Cette conception s’en va aussi comme s’en est allée l’autre. Après avoir porté toute son attention sur le Soleil et les grandes planètes, l’astronome se met à l’étude des infiniment petits qui peuplent l’univers. Et il découvre que les espaces interplanétaires et interstellaires sont peuplés et sillonnés dans toutes les directions imaginables de petits essaims de matière, invisibles, infimes quand on les prend séparément, mais tout-puissants par leur nombre.
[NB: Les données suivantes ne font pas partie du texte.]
//! Raw-text fast paths
//!
//! These helpers look at the text before the cursor directly. They cover
//! input the parser has not turned into nodes yet, and they stay in step
//! with the AST-based checks by sharing the registry's operator pattern.

use once_cell::sync::Lazy;
use regex::Regex;

/// `sum ` at the end of the text: an identifier, whitespace, nothing else
static AGGREGATION_NAME: Lazy<Regex> =
    Lazy::new(|| Regex::new(r"(?:^|[\s(,])([A-Za-z_][A-Za-z0-9_]*)\s+$").expect("valid regex"));

static TRAILING_IDENTIFIER: Lazy<Regex> =
    Lazy::new(|| Regex::new(r"([A-Za-z_][A-Za-z0-9_]*)$").expect("valid regex"));

/// A complete label name followed by whitespace
static COMPLETE_LABEL: Lazy<Regex> =
    Lazy::new(|| Regex::new(r"[A-Za-z_][A-Za-z0-9_]*\s+$").expect("valid regex"));

/// `label op` at the end of a label map's content
static TRAILING_MATCHER: Lazy<Regex> = Lazy::new(|| {
    Regex::new(r"([A-Za-z_][A-Za-z0-9_]*)\s*(=~|!~|!=|=)\s*$").expect("valid regex")
});

/// Metric name directly before a `{`
static METRIC_BEFORE_BRACE: Lazy<Regex> =
    Lazy::new(|| Regex::new(r"([A-Za-z_:][A-Za-z0-9_:]*)\s*$").expect("valid regex"));

/// Clamp `cursor` into `text` and onto a char boundary
#[must_use]
pub fn clamp_cursor(text: &str, cursor: usize) -> usize {
    let mut cursor = cursor.min(text.len());
    while !text.is_char_boundary(cursor) {
        cursor -= 1;
    }
    cursor
}

pub fn is_ident_char(ch: char) -> bool {
    ch.is_ascii_alphanumeric() || ch == '_' || ch == ':'
}

/// Start of the identifier the cursor is touching (or `cursor` itself)
#[must_use]
pub fn word_start(text: &str, cursor: usize) -> usize {
    let before = &text[..cursor];
    before
        .char_indices()
        .rev()
        .take_while(|&(_, ch)| is_ident_char(ch))
        .last()
        .map_or(cursor, |(i, _)| i)
}

/// Unclosed constructs in the text before the cursor
#[derive(Debug, Clone, Copy, Default, PartialEq, Eq)]
pub struct OpenConstructs {
    /// Offset of the innermost unclosed `{`
    pub brace: Option<usize>,
    /// Offset of the innermost unclosed `[`
    pub bracket: Option<usize>,
    /// Offset of the opening quote of an unterminated string
    pub string: Option<usize>,
}

impl OpenConstructs {
    #[must_use]
    pub fn any(&self) -> bool {
        self.brace.is_some() || self.bracket.is_some() || self.string.is_some()
    }
}

/// Find `{`, `[` and quotes that are still open at the end of `before`
#[must_use]
pub fn scan_open(before: &str) -> OpenConstructs {
    let mut braces = Vec::new();
    let mut brackets = Vec::new();
    let mut string: Option<(char, usize)> = None;
    let mut escaped = false;

    for (i, ch) in before.char_indices() {
        if let Some((quote, _)) = string {
            if escaped {
                escaped = false;
            } else if ch == '\\' {
                escaped = true;
            } else if ch == quote {
                string = None;
            }
            continue;
        }
        match ch {
            '"' | '\'' | '`' => string = Some((ch, i)),
            '{' => braces.push(i),
            '}' => {
                braces.pop();
            }
            '[' => brackets.push(i),
            ']' => {
                brackets.pop();
            }
            _ => {}
        }
    }

    OpenConstructs {
        brace: braces.last().copied(),
        bracket: brackets.last().copied(),
        string: string.map(|(_, i)| i),
    }
}

/// Position of the cursor within a function's argument list
#[derive(Debug, Clone, Copy, PartialEq, Eq)]
pub struct ArgScan {
    /// Top-level commas before the cursor, i.e. the argument index
    pub commas: usize,
    /// Offset (relative to the scanned slice) where the current slot begins
    pub slot_start: usize,
}

/// Count top-level commas in `args`, the text between `(` and the cursor
#[must_use]
pub fn scan_args(args: &str) -> ArgScan {
    let mut depth = 0usize;
    let mut commas = 0;
    let mut slot_start = 0;
    let mut string: Option<char> = None;
    let mut escaped = false;

    for (i, ch) in args.char_indices() {
        if let Some(quote) = string {
            if escaped {
                escaped = false;
            } else if ch == '\\' {
                escaped = true;
            } else if ch == quote {
                string = None;
            }
            continue;
        }
        match ch {
            '"' | '\'' | '`' => string = Some(ch),
            '(' | '{' | '[' => depth += 1,
            ')' | '}' | ']' => depth = depth.saturating_sub(1),
            ',' if depth == 0 => {
                commas += 1;
                slot_start = i + 1;
            }
            _ => {}
        }
    }

    ArgScan { commas, slot_start }
}

/// The identifier in `sum ` style trailing text
#[must_use]
pub fn trailing_aggregation_word(before: &str) -> Option<&str> {
    AGGREGATION_NAME
        .captures(before)
        .and_then(|c| c.get(1))
        .map(|m| m.as_str())
}

#[must_use]
pub fn trailing_identifier(text: &str) -> Option<&str> {
    TRAILING_IDENTIFIER
        .captures(text)
        .and_then(|c| c.get(1))
        .map(|m| m.as_str())
}

/// Whether `content` ends with a finished label name and whitespace
#[must_use]
pub fn ends_with_complete_label(content: &str) -> bool {
    COMPLETE_LABEL.is_match(content)
}

/// `(label, operator)` when `content` ends with a label matcher operator
#[must_use]
pub fn trailing_matcher(content: &str) -> Option<(&str, &str)> {
    let captures = TRAILING_MATCHER.captures(content)?;
    Some((captures.get(1)?.as_str(), captures.get(2)?.as_str()))
}

/// Metric name written immediately before the `{` at `brace`
#[must_use]
pub fn metric_before_brace(text: &str, brace: usize) -> Option<String> {
    METRIC_BEFORE_BRACE
        .captures(&text[..brace])
        .and_then(|c| c.get(1))
        .map(|m| m.as_str().to_string())
}

/// Whether the last non-whitespace character is `(` or `=`
#[must_use]
pub fn ends_with_open_paren_or_equals(before: &str) -> bool {
    before.trim_end().ends_with(['(', '='])
}

#[cfg(test)]
mod tests {
    use super::*;

    #[test]
    fn test_clamp_cursor_handles_multibyte() {
        let text = "up{job=\"é\"}";
        // 'é' occupies bytes 8..10
        assert_eq!(clamp_cursor(text, 9), 8);
        assert_eq!(clamp_cursor(text, 100), text.len());
    }

    #[test]
    fn test_word_start() {
        assert_eq!(word_start("rate(http_req", 13), 5);
        assert_eq!(word_start("rate(", 5), 5);
        assert_eq!(word_start("abc", 3), 0);
    }

    #[test]
    fn test_scan_open_ignores_closed_and_quoted() {
        let open = scan_open(r#"up{job="a{"}[5m] + x{"#);
        assert_eq!(open.brace, Some(20));
        assert_eq!(open.bracket, None);
        assert_eq!(open.string, None);

        let open = scan_open(r#"up{job="ap"#);
        assert_eq!(open.brace, Some(2));
        assert_eq!(open.string, Some(7));
        assert!(open.any());
    }

    #[test]
    fn test_scan_args_counts_top_level_commas() {
        let scan = scan_args(r#"0.9, sum by (le, job) (rate(x{a="1,2"}[5m])), "#);
        assert_eq!(scan.commas, 2);
        assert_eq!(scan.slot_start, 45);
        assert_eq!(scan_args("").commas, 0);
    }

    #[test]
    fn test_aggregation_word_requires_trailing_space() {
        assert_eq!(trailing_aggregation_word("sum "), Some("sum"));
        assert_eq!(trailing_aggregation_word("foo / sum  "), Some("sum"));
        assert_eq!(trailing_aggregation_word("sum"), None);
        assert_eq!(trailing_aggregation_word("sum(x) "), None);
    }

    #[test]
    fn test_label_helpers() {
        assert!(ends_with_complete_label("job "));
        assert!(!ends_with_complete_label("job"));
        assert!(!ends_with_complete_label("job, "));
        assert_eq!(trailing_matcher("job=~"), Some(("job", "=~")));
        assert_eq!(trailing_matcher(r#"a="b", job != "#), Some(("job", "!=")));
        assert_eq!(trailing_matcher("job"), None);
        assert_eq!(metric_before_brace("rate(http_requests{", 18), Some("http_requests".into()));
        assert_eq!(metric_before_brace("{", 0), None);
    }
}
Parmi ces masses, les unes, comme ce bolide qui l’autre jour semait la terreur en Espagne, sont encore assez grandes ; d’autres pèsent à peine quelques grammes ou centigrammes, tandis qu’autour d’elles voguent encore des poussières, presque microscopiques, remplissant les espaces.
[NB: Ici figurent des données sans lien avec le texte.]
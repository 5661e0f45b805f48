//! Field schema for context-aware suggestions
//!
//! A schema lists the fields of the time-series source being queried.
//! Numeric fields are offered as metrics; string-typed fields (keywords)
//! are offered as labels in label maps and groupings.

use serde::{Deserialize, Serialize};

/// Fields available to the query
#[derive(Debug, Clone, Default, Serialize, Deserialize)]
pub struct Schema {
    /// Index or data stream name (optional)
    #[serde(skip_serializing_if = "Option::is_none")]
    pub index: Option<String>,

    /// Fields in the schema
    #[serde(default)]
    pub columns: Vec<Column>,
}

impl Schema {
    /// Create a new empty schema
    #[must_use]
    pub fn new() -> Self {
        Self::default()
    }

    /// Create a schema for a named index
    #[must_use]
    pub fn with_index(index: impl Into<String>) -> Self {
        Self {
            index: Some(index.into()),
            ..Self::default()
        }
    }

    /// Builder method to add a column
    #[must_use]
    pub fn column(mut self, column: Column) -> Self {
        self.columns.push(column);
        self
    }

    /// Builder method to add a column with name and type
    #[must_use]
    pub fn with_column(mut self, name: impl Into<String>, data_type: impl Into<String>) -> Self {
        self.columns.push(Column::new(name, data_type));
        self
    }

    /// Get a column by name
    #[must_use]
    pub fn get_column(&self, name: &str) -> Option<&Column> {
        self.columns.iter().find(|c| c.name == name)
    }

    /// Columns usable as label names
    pub fn label_columns(&self) -> impl Iterator<Item = &Column> {
        self.columns.iter().filter(|c| c.is_string())
    }

    /// Columns usable as metrics
    pub fn metric_columns(&self) -> impl Iterator<Item = &Column> {
        self.columns.iter().filter(|c| c.is_numeric())
    }
}

/// Column definition
#[derive(Debug, Clone, Serialize, Deserialize)]
pub struct Column {
    /// Column name
    pub name: String,

    /// Field type (keyword, long, double, counter_long, gauge_double, ...)
    pub data_type: String,

    /// Optional column description
    #[serde(skip_serializing_if = "Option::is_none")]
    pub description: Option<String>,
}

const STRING_TYPES: &[&str] = &["keyword", "text", "string", "ip", "version"];

const NUMERIC_TYPES: &[&str] = &[
    "long",
    "integer",
    "short",
    "byte",
    "double",
    "float",
    "half_float",
    "scaled_float",
    "unsigned_long",
];

impl Column {
    /// Create a new column
    #[must_use]
    pub fn new(name: impl Into<String>, data_type: impl Into<String>) -> Self {
        Self {
            name: name.into(),
            data_type: data_type.into(),
            description: None,
        }
    }

    /// Set the description
    #[must_use]
    pub fn description(mut self, desc: impl Into<String>) -> Self {
        self.description = Some(desc.into());
        self
    }

    /// Create a keyword column
    #[must_use]
    pub fn keyword(name: impl Into<String>) -> Self {
        Self::new(name, "keyword")
    }

    /// Create a counter column
    #[must_use]
    pub fn counter(name: impl Into<String>) -> Self {
        Self::new(name, "counter_double")
    }

    /// Create a gauge column
    #[must_use]
    pub fn gauge(name: impl Into<String>) -> Self {
        Self::new(name, "gauge_double")
    }

    /// Whether the column holds strings
    #[must_use]
    pub fn is_string(&self) -> bool {
        STRING_TYPES.contains(&self.data_type.to_ascii_lowercase().as_str())
    }

    /// Whether the column holds numbers, including counter and gauge variants
    #[must_use]
    pub fn is_numeric(&self) -> bool {
        let ty = self.data_type.to_ascii_lowercase();
        let base = ty
            .strip_prefix("counter_")
            .or_else(|| ty.strip_prefix("gauge_"))
            .unwrap_or(&ty);
        NUMERIC_TYPES.contains(&base)
    }
}

#[cfg(test)]
mod tests {
    use super::*;

    #[test]
    fn test_schema_builder() {
        let schema = Schema::with_index("metrics-*")
            .column(Column::counter("http_requests_total"))
            .column(Column::gauge("memory_bytes"))
            .column(Column::keyword("job"))
            .with_column("instance", "keyword")
            .with_column("@timestamp", "date");

        assert_eq!(schema.index, Some("metrics-*".to_string()));
        assert_eq!(schema.columns.len(), 5);
        let labels: Vec<_> = schema.label_columns().map(|c| c.name.as_str()).collect();
        assert_eq!(labels, vec!["job", "instance"]);
        let metrics: Vec<_> = schema.metric_columns().map(|c| c.name.as_str()).collect();
        assert_eq!(metrics, vec!["http_requests_total", "memory_bytes"]);
    }

    #[test]
    fn test_schema_serialization() {
        let schema = Schema::new()
            .with_column("up", "long")
            .with_column("job", "keyword");

        let json = serde_json::to_string(&schema).unwrap();
        let parsed: Schema = serde_json::from_str(&json).unwrap();

        assert_eq!(parsed.columns.len(), 2);
        assert!(parsed.get_column("up").is_some_and(Column::is_numeric));
        assert!(json.find("index").is_none());
    }
}
fn inside_function_args(
    ctx: &SuggestionContext<'_>,
    position: &DetailedPosition,
) -> Vec<CompletionItem> {
    let DetailedPosition::InsideFunctionArgs {
        signature_types,
        can_suggest_comma_in_function_args,
        ..
    } = position
    else {
        return Vec::new();
    };
    if *can_suggest_comma_in_function_args {
        return vec![comma()];
    }

    let all = |ty: ParamType| !signature_types.is_empty() && signature_types.iter().all(|t| *t == ty);
    if all(ParamType::Scalar) {
        return vec![number_placeholder()];
    }
    if all(ParamType::String) {
        return vec![string_placeholder()];
    }

    let mut items = Vec::new();
    if signature_types.is_empty() || signature_types.iter().any(|t| t.accepts_field()) {
        items.extend(metric_fields(ctx));
    }
    items.extend(functions(ctx, |func| {
        signature_types.is_empty() || returns_any(func, signature_types)
    }));
    items
}

fn after_complete_arg(
    ctx: &SuggestionContext<'_>,
    position: &DetailedPosition,
) -> Vec<CompletionItem> {
    let DetailedPosition::AfterCompleteArg {
        current_types,
        can_add_comma,
        ..
    } = position
    else {
        return Vec::new();
    };
    let mut items = if current_types.contains(&ParamType::RangeVector) {
        range_selectors()
    } else {
        operators(ctx)
    };
    if *can_add_comma {
        items.push(comma());
    }
    items
}

fn functions(
    ctx: &SuggestionContext<'_>,
    filter: impl Fn(&FunctionDefinition) -> bool,
) -> Vec<CompletionItem> {
    ctx.registry
        .functions()
        .iter()
        .filter(|func| !func.ignore_as_suggestion && filter(func))
        .map(function_item)
        .collect()
}

fn function_item(func: &FunctionDefinition) -> CompletionItem {
    let kind = if func.is_aggregation() {
        CompletionKind::AggregateFunction
    } else {
        CompletionKind::Function
    };
    let detail = func
        .signatures
        .iter()
        .map(|sig| sig.render(&func.name))
        .collect::<Vec<_>>()
        .join("\n");

    let mut documentation = func.description.clone();
    if func.preview {
        documentation.push_str("\n\n*Preview*");
    }
    for example in &func.examples {
        documentation.push_str(&format!("\n\n```promql\n{example}\n```"));
    }

    CompletionItem::new(&func.name, kind)
        .detail(detail)
        .documentation(documentation.trim_start().to_string())
        .insert_text(format!("{}($0)", func.name))
        .sort_order(sort::FUNCTION)
        .trigger_suggest()
}

fn returns_any(func: &FunctionDefinition, types: &[ParamType]) -> bool {
    func.return_types().iter().any(|ty| types.contains(ty))
}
Et c’est à ces poussières, à ces infiniment petits qui sillonnent l’étendue dans tous les sens avec des vitesses vertigineuses, qui s’entrechoquent, s’agglomèrent et se désintègrent, partout et toujours, c’est à eux, dis-je, que l’astronome demande aujourd’hui d’expliquer, et l’origine de notre système, Soleil, planètes, et satellites, et les mouvements qui animent ses différentes parties, et l’harmonie de leur ensemble. Encore un pas, et bientôt l’attraction universelle elle-même ne sera plus qu’une résultante de tous les mouvements, désordonnés et incohérents, de ces infiniments petits - des oscillations d’atomes qui se produisent dans toutes les directions possibles.

Ainsi le centre, l’origine de la force, transporté une fois de la Terre au Soleil, se trouve éparpillé maintenant, disséminé : il est partout et nulle part. Avec l’astronome on s’aperçoit que les systèmes solaires ne sont que l’œuvre des infiniments petits, que la force qu’on croyait gouverner le système n’est elle-même, peut-être, que la résultante des chocs de ces infiniment petits : que l’harmonie des systèmes stellaires n’est harmonie que parce qu’elle est une adaptation, une résultante de tous ces mouvements innombrables, s’additionnant, se complétant, s’équilibrant les uns les autres.

Tout l’aspect de l’univers change avec cette nouvelle conception. L’idée de force régissant le monde, de loi préétablie, d’harmonie préconçue, disparaît, pour faire place à cette harmonie que Charles Fourier avait entrevue un jour et qui n’est que la résultante des essaims innombrables de matière, marchant chacun devant soi, et se tenant mutuellement en équilibre.

Si ce n’était d’ailleurs que l’astronomie qui subit ce changement ! Mais non : la même modification se produit dans la philosophie de toutes les sciences sans exception ; celles qui traitent de la nature, comme celles qui traitent des rapports humains.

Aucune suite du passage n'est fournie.